- Born: March 29, 1964 (age 62) Toronto, Ontario, Canada
- Occupation: writer
- Known for: comic autobiography
- Spouse: Bergen
- Children: a daughter
- Website: robynlevygallery

= Robyn Michele Levy =

Canadian artist and comic writer

Robyn Michele Levy (born March 29, 1964) is a Canadian artist and comic writer. In 2012, her book Most of Me was a shortlisted finalist for the Stephen Leacock Memorial Medal for Humour and the Edna Staebler Award.

==Life==
Levy was born in Toronto, Ontario in 1964.

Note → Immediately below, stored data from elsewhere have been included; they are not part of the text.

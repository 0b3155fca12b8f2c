//! In-memory NNTP backend for tests
//!
//! Stores posted articles keyed by Message-ID and serves them back,
//! with knobs for simulating missing articles, transient post failures,
//! and corrupted bodies. Engine and coordinator tests drive the real
//! pipelines against this backend; nothing here touches a network.

use dashmap::{DashMap, DashSet};
use std::sync::atomic::{AtomicU32, AtomicU64, Ordering};
use std::sync::Arc;

use crate::error::{NntpError, Result};
use crate::session::{Article, NntpSession, SessionFactory};
use silo_core::types::MessageId;

/// Shared in-memory article store
#[derive(Default)]
pub struct MemoryNntp {
    articles: DashMap<String, Article>,
    /// Message-IDs that answer 430 regardless of storage
    gone: DashSet<String>,
    /// Fail this many upcoming posts with a transient 441
    flaky_posts: AtomicU32,
    /// Reject every post with a permanent 502 while set
    reject_posts: std::sync::atomic::AtomicBool,
    pub posts: AtomicU64,
    pub fetches: AtomicU64,
}

impl MemoryNntp {
    pub fn new() -> Arc<Self> {
        Arc::new(Self::default())
    }

    /// Factory handing out sessions over this backend
    pub fn factory(self: &Arc<Self>) -> Arc<dyn SessionFactory> {
        Arc::new(MemoryFactory {
            backend: Arc::clone(self),
        })
    }

    pub fn article_count(&self) -> usize {
        self.articles.len()
    }

    /// Simulate article loss upstream
    pub fn mark_gone(&self, message_id: &MessageId) {
        self.gone.insert(message_id.as_str().to_string());
    }

    /// Flip random body bytes of a stored article
    pub fn corrupt(&self, message_id: &MessageId) {
        if let Some(mut article) = self.articles.get_mut(message_id.as_str()) {
            if let Some(byte) = article.body.first_mut() {
                *byte ^= 0xFF;
            }
        }
    }

    /// Make the next `n` posts fail with a transient error
    pub fn fail_next_posts(&self, n: u32) {
        self.flaky_posts.store(n, Ordering::SeqCst);
    }

    /// Reject all posts with a permanent error until called with false
    pub fn reject_posts(&self, reject: bool) {
        self.reject_posts.store(reject, Ordering::SeqCst);
    }

    pub fn stored_message_ids(&self) -> Vec<String> {
        self.articles.iter().map(|e| e.key().clone()).collect()
    }
}

struct MemoryFactory {
    backend: Arc<MemoryNntp>,
}

#[async_trait::async_trait]
impl SessionFactory for MemoryFactory {
    async fn connect(&self) -> Result<Box<dyn NntpSession>> {
        Ok(Box::new(MemorySession {
            backend: Arc::clone(&self.backend),
        }))
    }
}

struct MemorySession {
    backend: Arc<MemoryNntp>,
}

#[async_trait::async_trait]
impl NntpSession for MemorySession {
    async fn select_group(&mut self, _group: &str) -> Result<()> {
        Ok(())
    }

    async fn post(&mut self, article: &Article) -> Result<()> {
        if self.backend.reject_posts.load(Ordering::SeqCst) {
            return Err(NntpError::Permanent {
                code: 502,
                message: "posting not allowed".to_string(),
            });
        }
        let flaky = &self.backend.flaky_posts;
        if flaky
            .fetch_update(Ordering::SeqCst, Ordering::SeqCst, |n| n.checked_sub(1))
            .is_ok()
        {
            return Err(NntpError::Transient {
                code: 441,
                message: "posting failed, try again".to_string(),
            });
        }

        let message_id = article
            .message_id()
            .ok_or_else(|| NntpError::Permanent {
                code: 441,
                message: "missing Message-ID".to_string(),
            })?;
        self.backend.posts.fetch_add(1, Ordering::Relaxed);
        self.backend
            .articles
            .insert(message_id.as_str().to_string(), article.clone());
        Ok(())
    }

    async fn article(&mut self, message_id: &MessageId) -> Result<Article> {
        self.backend.fetches.fetch_add(1, Ordering::Relaxed);
        if self.backend.gone.contains(message_id.as_str()) {
            return Err(NntpError::NotFound(message_id.as_str().to_string()));
        }
        self.backend
            .articles
            .get(message_id.as_str())
            .map(|e| e.value().clone())
            .ok_or_else(|| NntpError::NotFound(message_id.as_str().to_string()))
    }

    async fn head(&mut self, message_id: &MessageId) -> Result<Vec<(String, String)>> {
        if self.backend.gone.contains(message_id.as_str()) {
            return Err(NntpError::NotFound(message_id.as_str().to_string()));
        }
        self.backend
            .articles
            .get(message_id.as_str())
            .map(|e| e.value().headers.clone())
            .ok_or_else(|| NntpError::NotFound(message_id.as_str().to_string()))
    }

    async fn ping(&mut self) -> Result<()> {
        Ok(())
    }

    async fn quit(&mut self) -> Result<()> {
        Ok(())
    }
}

#[cfg(test)]
mod tests {
    use super::*;
    use crate::session::build_article;
    use silo_core::types::UsenetSubject;

    #[tokio::test]
    async fn test_post_then_fetch() {
        let backend = MemoryNntp::new();
        let mut session = backend.factory().connect().await.unwrap();

        let message_id = MessageId::from_local("abcd1234abcd1234").unwrap();
        let article = build_article(
            "poster <p@ngPost.com>",
            "alt.binaries.misc",
            &UsenetSubject::from_entropy([1; 12]),
            &message_id,
            vec![1, 2, 3],
        );
        session.post(&article).await.unwrap();

        let fetched = session.article(&message_id).await.unwrap();
        assert_eq!(fetched.body, vec![1, 2, 3]);
        assert_eq!(backend.article_count(), 1);
    }

    #[tokio::test]
    async fn test_gone_articles_404() {
        let backend = MemoryNntp::new();
        let mut session = backend.factory().connect().await.unwrap();

        let message_id = MessageId::from_local("abcd1234abcd1234").unwrap();
        let article = build_article(
            "poster <p@ngPost.com>",
            "alt.binaries.misc",
            &UsenetSubject::from_entropy([1; 12]),
            &message_id,
            vec![1],
        );
        session.post(&article).await.unwrap();
        backend.mark_gone(&message_id);

        assert!(matches!(
            session.article(&message_id).await,
            Err(NntpError::NotFound(_))
        ));
    }

    #[tokio::test]
    async fn test_flaky_posts_recover() {
        let backend = MemoryNntp::new();
        backend.fail_next_posts(2);
        let mut session = backend.factory().connect().await.unwrap();

        let message_id = MessageId::from_local("abcd1234abcd1234").unwrap();
        let article = build_article(
            "poster <p@ngPost.com>",
            "alt.binaries.misc",
            &UsenetSubject::from_entropy([1; 12]),
            &message_id,
            vec![1],
        );
        assert!(session.post(&article).await.is_err());
        assert!(session.post(&article).await.is_err());
        assert!(session.post(&article).await.is_ok());
    }
}
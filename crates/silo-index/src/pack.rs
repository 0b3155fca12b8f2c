//! Packed segment wire layout
//!
//! A packed segment's plaintext is a small header enumerating its
//! sub-files followed by their concatenated bytes:
//!
//! `header_len(u32 le) || bincode(Vec<PackEntry>) || payload`
//!
//! Entry offsets are relative to the payload start. Unpacking by header
//! yields the original files byte-identical.

use crate::error::{IndexError, Result};
use silo_core::types::PackEntry;

/// Encode header + payload into one plaintext buffer
pub fn encode(entries: &[PackEntry], payload: &[u8]) -> Result<Vec<u8>> {
    let header = bincode::serialize(entries).map_err(|_| IndexError::MalformedPackHeader)?;
    let mut out = Vec::with_capacity(4 + header.len() + payload.len());
    out.extend_from_slice(&(header.len() as u32).to_le_bytes());
    out.extend_from_slice(&header);
    out.extend_from_slice(payload);
    Ok(out)
}

/// Split a packed plaintext back into header entries and payload
pub fn decode(plaintext: &[u8]) -> Result<(Vec<PackEntry>, Vec<u8>)> {
    if plaintext.len() < 4 {
        return Err(IndexError::MalformedPackHeader);
    }
    let header_len = u32::from_le_bytes(plaintext[..4].try_into().unwrap()) as usize;
    let payload_start = 4usize
        .checked_add(header_len)
        .filter(|&end| end <= plaintext.len())
        .ok_or(IndexError::MalformedPackHeader)?;

    let entries: Vec<PackEntry> = bincode::deserialize(&plaintext[4..payload_start])
        .map_err(|_| IndexError::MalformedPackHeader)?;
    let payload = plaintext[payload_start..].to_vec();

    // entries must stay within the payload they describe
    for entry in &entries {
        let end = entry.offset as usize + entry.length as usize;
        if end > payload.len() {
            return Err(IndexError::MalformedPackHeader);
        }
    }
    Ok((entries, payload))
}

/// Borrow one sub-file's bytes out of a decoded payload
pub fn slice_entry<'a>(payload: &'a [u8], entry: &PackEntry) -> &'a [u8] {
    &payload[entry.offset as usize..(entry.offset + entry.length) as usize]
}

#[cfg(test)]
mod tests {
    use super::*;
    use silo_core::types::FileId;

    fn entry(byte: u8, offset: u32, length: u32) -> PackEntry {
        PackEntry {
            file_id: FileId::new([byte; 16]),
            rel_path: format!("file-{}.txt", byte),
            offset,
            length,
        }
    }

    #[test]
    fn test_pack_unpack_identity() {
        let entries = vec![entry(1, 0, 5), entry(2, 5, 3)];
        let payload = b"hellowow";

        let packed = encode(&entries, payload).unwrap();
        let (decoded_entries, decoded_payload) = decode(&packed).unwrap();

        assert_eq!(decoded_entries, entries);
        assert_eq!(decoded_payload, payload);
        assert_eq!(slice_entry(&decoded_payload, &decoded_entries[0]), b"hello");
        assert_eq!(slice_entry(&decoded_payload, &decoded_entries[1]), b"wow");
    }

    #[test]
    fn test_truncated_header_rejected() {
        let packed = encode(&[entry(1, 0, 5)], b"hello").unwrap();
        assert!(decode(&packed[..3]).is_err());
        assert!(decode(&packed[..10]).is_err());
    }

    #[test]
    fn test_entry_past_payload_rejected() {
        let packed = encode(&[entry(1, 0, 50)], b"short").unwrap();
        assert!(matches!(decode(&packed), Err(IndexError::MalformedPackHeader)));
    }
}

In 2008, after losing her job as a result of depression sparked by undiagnosed medical symptoms, she received a diagnosis of Parkinson's disease which was soon confirmed by a second opinion and the growing list of symptoms. She had difficulty preparing food, walking and typing as one hand went dead and her body became rigid. She offset the depression reading obituaries and drafting one for herself. Her father had just had the diagnosis and she was reminded that other diseases had happened in her family. Within eight months of being told she had Parkinson's her doctors also confirmed that the lumps in her breast indicated that she had breast cancer. The rapid removal of her breast and her ovaries followed as her body was scanned for secondary sites of the cancer.

She was living in Vancouver, British Columbia. Levy turned to humour as a consolation for her problems. She created an alter-ego called "Cry Lady" and designed humorous business cards.

In 2011, she published an autobiography titled Most of Me. In 2012, the book was shortlisted for the Stephen Leacock Memorial Medal for Humour and the $10,000 Edna Staebler Award.